*EXERCISE GOAL*. Only a number is expected in reply: the count of lines below where the word "prefix" occurs.

*ENTRIES PROVIDED*.

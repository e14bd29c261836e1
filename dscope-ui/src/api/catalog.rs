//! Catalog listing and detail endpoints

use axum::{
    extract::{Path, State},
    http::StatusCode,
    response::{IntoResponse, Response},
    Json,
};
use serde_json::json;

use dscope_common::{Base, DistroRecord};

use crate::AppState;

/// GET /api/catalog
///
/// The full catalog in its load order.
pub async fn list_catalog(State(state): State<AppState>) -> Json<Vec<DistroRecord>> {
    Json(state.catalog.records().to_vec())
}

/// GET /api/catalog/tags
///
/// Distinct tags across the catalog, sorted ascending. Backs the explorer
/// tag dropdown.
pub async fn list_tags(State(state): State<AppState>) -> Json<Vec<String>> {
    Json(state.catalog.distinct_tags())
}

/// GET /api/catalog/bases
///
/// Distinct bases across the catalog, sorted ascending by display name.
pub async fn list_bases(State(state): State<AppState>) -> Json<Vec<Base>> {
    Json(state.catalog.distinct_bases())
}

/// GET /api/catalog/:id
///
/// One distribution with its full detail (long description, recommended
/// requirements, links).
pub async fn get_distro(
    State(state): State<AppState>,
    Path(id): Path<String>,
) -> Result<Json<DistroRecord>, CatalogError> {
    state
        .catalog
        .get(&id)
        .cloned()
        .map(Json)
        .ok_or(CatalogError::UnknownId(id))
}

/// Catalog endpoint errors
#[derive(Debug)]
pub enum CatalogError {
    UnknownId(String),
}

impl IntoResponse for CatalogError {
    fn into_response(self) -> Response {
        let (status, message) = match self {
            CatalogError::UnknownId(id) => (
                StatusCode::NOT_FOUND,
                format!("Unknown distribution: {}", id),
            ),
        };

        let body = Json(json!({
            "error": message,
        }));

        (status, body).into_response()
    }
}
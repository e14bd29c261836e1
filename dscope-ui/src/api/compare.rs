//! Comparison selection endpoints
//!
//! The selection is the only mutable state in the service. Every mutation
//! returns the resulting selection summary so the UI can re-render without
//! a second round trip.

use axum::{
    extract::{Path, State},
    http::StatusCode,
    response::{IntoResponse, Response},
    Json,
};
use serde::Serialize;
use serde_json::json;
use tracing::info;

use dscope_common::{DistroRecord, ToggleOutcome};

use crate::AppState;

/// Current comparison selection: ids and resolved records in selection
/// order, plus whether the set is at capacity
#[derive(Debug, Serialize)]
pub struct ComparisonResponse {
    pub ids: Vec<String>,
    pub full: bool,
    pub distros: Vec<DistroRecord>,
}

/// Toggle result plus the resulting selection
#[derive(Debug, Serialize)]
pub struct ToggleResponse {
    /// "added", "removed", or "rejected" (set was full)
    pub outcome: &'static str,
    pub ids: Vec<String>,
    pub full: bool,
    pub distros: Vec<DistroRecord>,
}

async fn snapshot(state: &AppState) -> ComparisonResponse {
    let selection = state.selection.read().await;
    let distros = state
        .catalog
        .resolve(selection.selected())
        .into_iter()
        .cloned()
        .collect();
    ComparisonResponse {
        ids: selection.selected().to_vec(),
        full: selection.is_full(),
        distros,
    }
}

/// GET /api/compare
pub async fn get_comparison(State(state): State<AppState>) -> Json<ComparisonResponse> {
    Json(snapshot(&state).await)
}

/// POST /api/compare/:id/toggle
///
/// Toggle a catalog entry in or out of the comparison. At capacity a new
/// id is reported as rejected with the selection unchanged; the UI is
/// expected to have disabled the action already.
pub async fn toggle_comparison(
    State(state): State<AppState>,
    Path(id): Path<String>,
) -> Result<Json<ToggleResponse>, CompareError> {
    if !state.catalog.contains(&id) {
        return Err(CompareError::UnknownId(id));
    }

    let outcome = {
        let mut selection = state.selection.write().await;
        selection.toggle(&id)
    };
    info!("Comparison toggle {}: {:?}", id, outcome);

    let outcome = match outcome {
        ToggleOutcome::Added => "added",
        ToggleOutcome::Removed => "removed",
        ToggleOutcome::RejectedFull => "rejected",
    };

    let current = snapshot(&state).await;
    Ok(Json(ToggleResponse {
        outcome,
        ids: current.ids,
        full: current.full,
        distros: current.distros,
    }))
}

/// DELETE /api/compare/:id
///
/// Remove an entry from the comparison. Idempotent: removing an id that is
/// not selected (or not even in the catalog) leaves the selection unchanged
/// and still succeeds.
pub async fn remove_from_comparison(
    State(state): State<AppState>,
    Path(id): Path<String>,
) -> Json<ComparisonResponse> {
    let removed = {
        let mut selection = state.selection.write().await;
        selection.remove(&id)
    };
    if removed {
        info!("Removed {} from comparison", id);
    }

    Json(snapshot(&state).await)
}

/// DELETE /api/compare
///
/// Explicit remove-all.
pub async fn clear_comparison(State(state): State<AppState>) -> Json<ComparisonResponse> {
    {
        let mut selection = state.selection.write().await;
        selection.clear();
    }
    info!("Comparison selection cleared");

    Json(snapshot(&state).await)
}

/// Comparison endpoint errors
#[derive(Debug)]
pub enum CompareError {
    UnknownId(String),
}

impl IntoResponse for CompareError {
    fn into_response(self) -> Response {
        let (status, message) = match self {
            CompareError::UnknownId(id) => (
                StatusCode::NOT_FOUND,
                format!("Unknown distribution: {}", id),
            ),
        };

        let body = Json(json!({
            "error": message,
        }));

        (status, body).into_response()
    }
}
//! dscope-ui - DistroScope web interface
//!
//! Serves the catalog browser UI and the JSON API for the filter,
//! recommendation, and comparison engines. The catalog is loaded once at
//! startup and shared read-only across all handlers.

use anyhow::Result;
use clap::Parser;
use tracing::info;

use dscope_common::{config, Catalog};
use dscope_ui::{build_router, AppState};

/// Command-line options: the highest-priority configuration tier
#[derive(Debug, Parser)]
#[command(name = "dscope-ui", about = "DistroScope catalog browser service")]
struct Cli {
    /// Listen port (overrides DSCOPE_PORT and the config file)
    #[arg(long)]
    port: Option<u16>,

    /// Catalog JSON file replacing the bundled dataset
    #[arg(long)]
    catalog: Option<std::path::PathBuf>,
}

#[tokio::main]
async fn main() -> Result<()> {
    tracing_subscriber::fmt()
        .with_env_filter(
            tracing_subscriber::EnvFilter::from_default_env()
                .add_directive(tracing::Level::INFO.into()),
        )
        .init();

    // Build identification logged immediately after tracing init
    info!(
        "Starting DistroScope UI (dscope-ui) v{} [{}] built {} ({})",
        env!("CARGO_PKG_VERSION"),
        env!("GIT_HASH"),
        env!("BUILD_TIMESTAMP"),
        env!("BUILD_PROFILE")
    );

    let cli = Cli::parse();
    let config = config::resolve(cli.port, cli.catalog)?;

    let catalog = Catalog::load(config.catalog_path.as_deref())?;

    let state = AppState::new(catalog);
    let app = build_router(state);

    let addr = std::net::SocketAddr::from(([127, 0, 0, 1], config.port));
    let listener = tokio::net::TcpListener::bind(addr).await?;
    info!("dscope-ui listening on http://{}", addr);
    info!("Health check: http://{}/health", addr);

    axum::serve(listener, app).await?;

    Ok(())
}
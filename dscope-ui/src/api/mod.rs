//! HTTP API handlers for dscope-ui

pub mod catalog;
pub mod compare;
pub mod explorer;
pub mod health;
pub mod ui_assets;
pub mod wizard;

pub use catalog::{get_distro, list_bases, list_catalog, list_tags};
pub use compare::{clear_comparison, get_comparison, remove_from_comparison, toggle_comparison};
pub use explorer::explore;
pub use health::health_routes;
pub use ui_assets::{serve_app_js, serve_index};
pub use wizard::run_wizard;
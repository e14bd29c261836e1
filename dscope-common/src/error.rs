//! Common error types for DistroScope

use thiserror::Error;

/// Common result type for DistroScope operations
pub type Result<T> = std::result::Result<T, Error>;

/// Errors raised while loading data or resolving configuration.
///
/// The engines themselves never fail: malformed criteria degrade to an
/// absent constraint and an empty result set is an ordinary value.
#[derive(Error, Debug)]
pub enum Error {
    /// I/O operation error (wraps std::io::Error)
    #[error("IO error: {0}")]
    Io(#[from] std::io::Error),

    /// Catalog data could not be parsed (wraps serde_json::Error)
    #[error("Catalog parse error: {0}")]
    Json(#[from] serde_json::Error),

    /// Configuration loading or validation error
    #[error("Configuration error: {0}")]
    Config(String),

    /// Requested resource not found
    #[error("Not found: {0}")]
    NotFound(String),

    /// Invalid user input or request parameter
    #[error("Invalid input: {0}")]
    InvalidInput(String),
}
* * *
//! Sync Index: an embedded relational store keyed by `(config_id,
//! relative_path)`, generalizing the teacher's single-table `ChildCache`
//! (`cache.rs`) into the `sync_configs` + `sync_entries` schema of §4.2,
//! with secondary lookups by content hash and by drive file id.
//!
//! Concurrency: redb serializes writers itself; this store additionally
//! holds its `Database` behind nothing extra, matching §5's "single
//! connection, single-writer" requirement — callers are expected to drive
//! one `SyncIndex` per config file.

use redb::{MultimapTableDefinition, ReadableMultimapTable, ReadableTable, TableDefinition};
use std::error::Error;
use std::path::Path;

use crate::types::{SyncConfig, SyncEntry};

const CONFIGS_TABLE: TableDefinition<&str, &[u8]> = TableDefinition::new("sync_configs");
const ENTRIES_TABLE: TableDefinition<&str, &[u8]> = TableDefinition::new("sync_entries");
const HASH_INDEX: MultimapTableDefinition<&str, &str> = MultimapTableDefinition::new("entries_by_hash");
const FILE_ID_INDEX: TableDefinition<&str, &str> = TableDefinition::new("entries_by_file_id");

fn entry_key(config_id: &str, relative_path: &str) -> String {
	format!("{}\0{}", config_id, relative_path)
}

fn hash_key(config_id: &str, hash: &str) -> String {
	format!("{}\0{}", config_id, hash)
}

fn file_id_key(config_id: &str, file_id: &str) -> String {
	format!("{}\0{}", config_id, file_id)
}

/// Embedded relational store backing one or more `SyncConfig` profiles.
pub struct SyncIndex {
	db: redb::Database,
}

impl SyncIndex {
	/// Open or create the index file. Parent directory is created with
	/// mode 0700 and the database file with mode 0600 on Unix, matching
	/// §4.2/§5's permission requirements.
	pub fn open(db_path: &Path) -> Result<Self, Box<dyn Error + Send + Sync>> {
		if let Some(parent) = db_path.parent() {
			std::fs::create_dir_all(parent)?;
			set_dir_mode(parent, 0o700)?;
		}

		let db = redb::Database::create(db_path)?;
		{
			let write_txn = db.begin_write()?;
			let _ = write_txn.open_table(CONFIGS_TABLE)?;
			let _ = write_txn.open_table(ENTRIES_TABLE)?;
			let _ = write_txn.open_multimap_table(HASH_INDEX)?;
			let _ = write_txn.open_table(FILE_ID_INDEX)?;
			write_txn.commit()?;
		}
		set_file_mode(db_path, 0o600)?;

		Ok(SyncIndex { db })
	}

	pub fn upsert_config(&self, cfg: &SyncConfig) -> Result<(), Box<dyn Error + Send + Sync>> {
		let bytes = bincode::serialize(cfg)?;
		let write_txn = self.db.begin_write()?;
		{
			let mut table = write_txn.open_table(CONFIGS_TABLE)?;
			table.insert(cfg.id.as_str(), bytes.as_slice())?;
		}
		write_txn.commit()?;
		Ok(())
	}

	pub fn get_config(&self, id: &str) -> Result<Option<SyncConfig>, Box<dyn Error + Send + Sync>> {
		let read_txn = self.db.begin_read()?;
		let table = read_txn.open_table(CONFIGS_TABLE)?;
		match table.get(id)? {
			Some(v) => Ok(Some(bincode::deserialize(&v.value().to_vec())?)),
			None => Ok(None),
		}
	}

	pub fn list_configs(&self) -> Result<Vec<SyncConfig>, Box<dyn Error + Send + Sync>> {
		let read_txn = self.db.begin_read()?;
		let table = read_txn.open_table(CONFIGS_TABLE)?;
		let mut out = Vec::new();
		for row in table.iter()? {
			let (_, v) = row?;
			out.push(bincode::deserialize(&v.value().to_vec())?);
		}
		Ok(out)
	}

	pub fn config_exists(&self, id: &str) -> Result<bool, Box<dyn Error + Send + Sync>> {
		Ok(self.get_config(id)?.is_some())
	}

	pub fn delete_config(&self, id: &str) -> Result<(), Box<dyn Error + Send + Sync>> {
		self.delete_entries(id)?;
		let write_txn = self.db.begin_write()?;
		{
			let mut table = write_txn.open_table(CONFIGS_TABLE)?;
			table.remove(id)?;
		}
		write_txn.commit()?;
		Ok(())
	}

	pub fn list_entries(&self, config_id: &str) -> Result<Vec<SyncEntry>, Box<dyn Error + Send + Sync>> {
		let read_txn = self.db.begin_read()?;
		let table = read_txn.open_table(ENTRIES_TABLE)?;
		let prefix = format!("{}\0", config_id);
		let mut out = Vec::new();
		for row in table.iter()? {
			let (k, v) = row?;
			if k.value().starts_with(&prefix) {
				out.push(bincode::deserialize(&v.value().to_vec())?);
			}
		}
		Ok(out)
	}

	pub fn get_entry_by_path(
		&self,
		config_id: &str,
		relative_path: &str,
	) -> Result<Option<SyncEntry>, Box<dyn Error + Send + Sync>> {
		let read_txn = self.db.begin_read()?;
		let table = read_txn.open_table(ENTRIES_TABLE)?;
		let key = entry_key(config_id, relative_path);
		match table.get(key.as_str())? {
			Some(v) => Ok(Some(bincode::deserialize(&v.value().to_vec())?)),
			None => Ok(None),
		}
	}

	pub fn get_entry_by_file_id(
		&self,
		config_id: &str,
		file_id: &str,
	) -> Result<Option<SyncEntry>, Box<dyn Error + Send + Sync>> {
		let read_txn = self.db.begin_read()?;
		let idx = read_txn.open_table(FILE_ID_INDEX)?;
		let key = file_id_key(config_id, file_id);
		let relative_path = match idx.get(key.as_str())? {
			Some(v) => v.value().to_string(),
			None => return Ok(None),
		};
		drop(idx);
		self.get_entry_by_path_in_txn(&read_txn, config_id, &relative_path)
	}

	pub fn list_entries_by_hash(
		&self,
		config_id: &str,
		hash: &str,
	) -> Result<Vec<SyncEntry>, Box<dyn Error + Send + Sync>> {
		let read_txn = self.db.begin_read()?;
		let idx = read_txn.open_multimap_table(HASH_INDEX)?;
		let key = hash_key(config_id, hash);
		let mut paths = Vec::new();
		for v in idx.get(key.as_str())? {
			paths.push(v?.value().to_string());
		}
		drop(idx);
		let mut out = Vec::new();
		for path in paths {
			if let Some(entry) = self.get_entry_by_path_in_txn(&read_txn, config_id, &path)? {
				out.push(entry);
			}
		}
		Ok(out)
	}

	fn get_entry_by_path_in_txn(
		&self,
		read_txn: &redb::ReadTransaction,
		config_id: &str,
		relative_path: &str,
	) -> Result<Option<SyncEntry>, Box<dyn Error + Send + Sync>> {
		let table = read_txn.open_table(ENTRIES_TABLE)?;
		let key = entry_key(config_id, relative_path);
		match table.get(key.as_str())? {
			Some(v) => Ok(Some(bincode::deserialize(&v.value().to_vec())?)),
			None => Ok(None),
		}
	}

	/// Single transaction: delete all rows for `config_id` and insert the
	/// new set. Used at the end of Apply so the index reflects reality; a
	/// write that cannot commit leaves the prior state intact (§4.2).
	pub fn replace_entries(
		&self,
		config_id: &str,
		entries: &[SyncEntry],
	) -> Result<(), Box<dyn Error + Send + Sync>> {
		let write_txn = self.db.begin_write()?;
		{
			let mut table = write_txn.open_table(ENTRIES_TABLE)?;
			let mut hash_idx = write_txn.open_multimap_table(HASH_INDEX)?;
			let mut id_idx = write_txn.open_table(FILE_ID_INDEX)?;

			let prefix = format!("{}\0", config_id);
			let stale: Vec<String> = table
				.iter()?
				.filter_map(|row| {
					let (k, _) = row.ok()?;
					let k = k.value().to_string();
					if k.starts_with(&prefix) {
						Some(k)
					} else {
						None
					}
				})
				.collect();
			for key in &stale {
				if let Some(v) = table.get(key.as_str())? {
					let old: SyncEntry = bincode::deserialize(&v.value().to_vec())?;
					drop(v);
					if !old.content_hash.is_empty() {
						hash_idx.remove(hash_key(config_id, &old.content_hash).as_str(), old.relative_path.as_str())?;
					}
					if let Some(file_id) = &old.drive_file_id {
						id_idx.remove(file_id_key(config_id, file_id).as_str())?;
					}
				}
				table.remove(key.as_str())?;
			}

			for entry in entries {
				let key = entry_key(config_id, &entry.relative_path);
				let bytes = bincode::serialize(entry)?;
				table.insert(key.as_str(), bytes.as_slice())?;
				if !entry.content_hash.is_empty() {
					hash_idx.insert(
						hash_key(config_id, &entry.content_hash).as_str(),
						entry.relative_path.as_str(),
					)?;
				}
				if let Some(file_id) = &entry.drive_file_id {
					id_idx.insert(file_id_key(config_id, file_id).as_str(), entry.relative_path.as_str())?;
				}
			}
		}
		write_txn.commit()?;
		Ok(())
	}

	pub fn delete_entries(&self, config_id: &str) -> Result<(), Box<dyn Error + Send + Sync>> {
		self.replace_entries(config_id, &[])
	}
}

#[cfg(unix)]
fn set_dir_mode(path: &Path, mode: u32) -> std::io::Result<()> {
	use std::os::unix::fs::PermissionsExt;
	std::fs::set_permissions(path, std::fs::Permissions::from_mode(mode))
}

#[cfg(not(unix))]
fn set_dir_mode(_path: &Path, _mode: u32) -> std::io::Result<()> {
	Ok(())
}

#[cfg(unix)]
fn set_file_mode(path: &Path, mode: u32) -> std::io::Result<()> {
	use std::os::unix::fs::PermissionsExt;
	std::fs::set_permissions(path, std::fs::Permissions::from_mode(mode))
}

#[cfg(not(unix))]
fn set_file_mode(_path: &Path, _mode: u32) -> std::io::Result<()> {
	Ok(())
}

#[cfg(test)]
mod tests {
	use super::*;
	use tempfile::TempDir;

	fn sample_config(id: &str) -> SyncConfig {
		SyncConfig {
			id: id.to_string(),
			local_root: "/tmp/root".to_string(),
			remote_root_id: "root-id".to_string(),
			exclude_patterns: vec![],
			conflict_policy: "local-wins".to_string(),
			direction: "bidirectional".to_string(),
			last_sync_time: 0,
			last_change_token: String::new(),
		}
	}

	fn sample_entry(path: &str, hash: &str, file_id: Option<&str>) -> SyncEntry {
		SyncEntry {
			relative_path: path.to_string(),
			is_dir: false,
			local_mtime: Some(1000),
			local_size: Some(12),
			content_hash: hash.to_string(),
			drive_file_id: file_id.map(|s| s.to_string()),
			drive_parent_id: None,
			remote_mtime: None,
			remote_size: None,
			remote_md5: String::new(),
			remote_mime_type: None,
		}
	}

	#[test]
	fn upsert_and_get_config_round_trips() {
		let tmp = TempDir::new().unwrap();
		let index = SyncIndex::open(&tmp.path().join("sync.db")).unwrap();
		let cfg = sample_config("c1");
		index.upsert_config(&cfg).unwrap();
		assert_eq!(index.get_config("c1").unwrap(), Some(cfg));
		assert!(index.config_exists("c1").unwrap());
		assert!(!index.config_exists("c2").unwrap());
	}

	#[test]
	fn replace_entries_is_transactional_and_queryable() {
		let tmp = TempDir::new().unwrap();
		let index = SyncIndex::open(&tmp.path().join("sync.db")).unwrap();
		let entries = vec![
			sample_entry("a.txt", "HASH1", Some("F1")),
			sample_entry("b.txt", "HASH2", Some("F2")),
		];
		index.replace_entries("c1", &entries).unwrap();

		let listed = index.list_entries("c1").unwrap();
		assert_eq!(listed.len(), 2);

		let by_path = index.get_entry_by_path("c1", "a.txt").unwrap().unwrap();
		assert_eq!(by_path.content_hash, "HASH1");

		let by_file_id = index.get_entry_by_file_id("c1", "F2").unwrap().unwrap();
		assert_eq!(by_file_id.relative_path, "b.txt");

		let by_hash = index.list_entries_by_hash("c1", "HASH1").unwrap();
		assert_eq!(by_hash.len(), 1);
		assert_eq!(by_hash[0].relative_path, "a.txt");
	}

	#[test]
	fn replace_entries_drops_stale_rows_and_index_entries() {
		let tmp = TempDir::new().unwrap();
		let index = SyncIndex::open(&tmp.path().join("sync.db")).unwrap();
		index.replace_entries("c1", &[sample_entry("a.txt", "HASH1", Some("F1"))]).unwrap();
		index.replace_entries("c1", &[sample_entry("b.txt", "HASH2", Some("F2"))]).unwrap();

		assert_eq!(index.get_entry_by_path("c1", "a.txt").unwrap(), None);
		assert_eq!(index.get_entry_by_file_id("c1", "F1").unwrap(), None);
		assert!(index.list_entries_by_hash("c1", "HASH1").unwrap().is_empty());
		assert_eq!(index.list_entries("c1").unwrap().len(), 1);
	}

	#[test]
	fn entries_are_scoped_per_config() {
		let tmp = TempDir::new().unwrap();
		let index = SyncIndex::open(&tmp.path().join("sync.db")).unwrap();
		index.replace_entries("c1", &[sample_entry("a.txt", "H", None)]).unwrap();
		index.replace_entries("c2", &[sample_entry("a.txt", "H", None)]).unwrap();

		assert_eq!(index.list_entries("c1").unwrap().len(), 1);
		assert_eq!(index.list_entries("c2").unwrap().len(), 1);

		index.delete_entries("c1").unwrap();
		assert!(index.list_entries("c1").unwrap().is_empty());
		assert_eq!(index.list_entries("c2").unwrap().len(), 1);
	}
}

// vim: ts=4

*RESPONSE BOX*. 4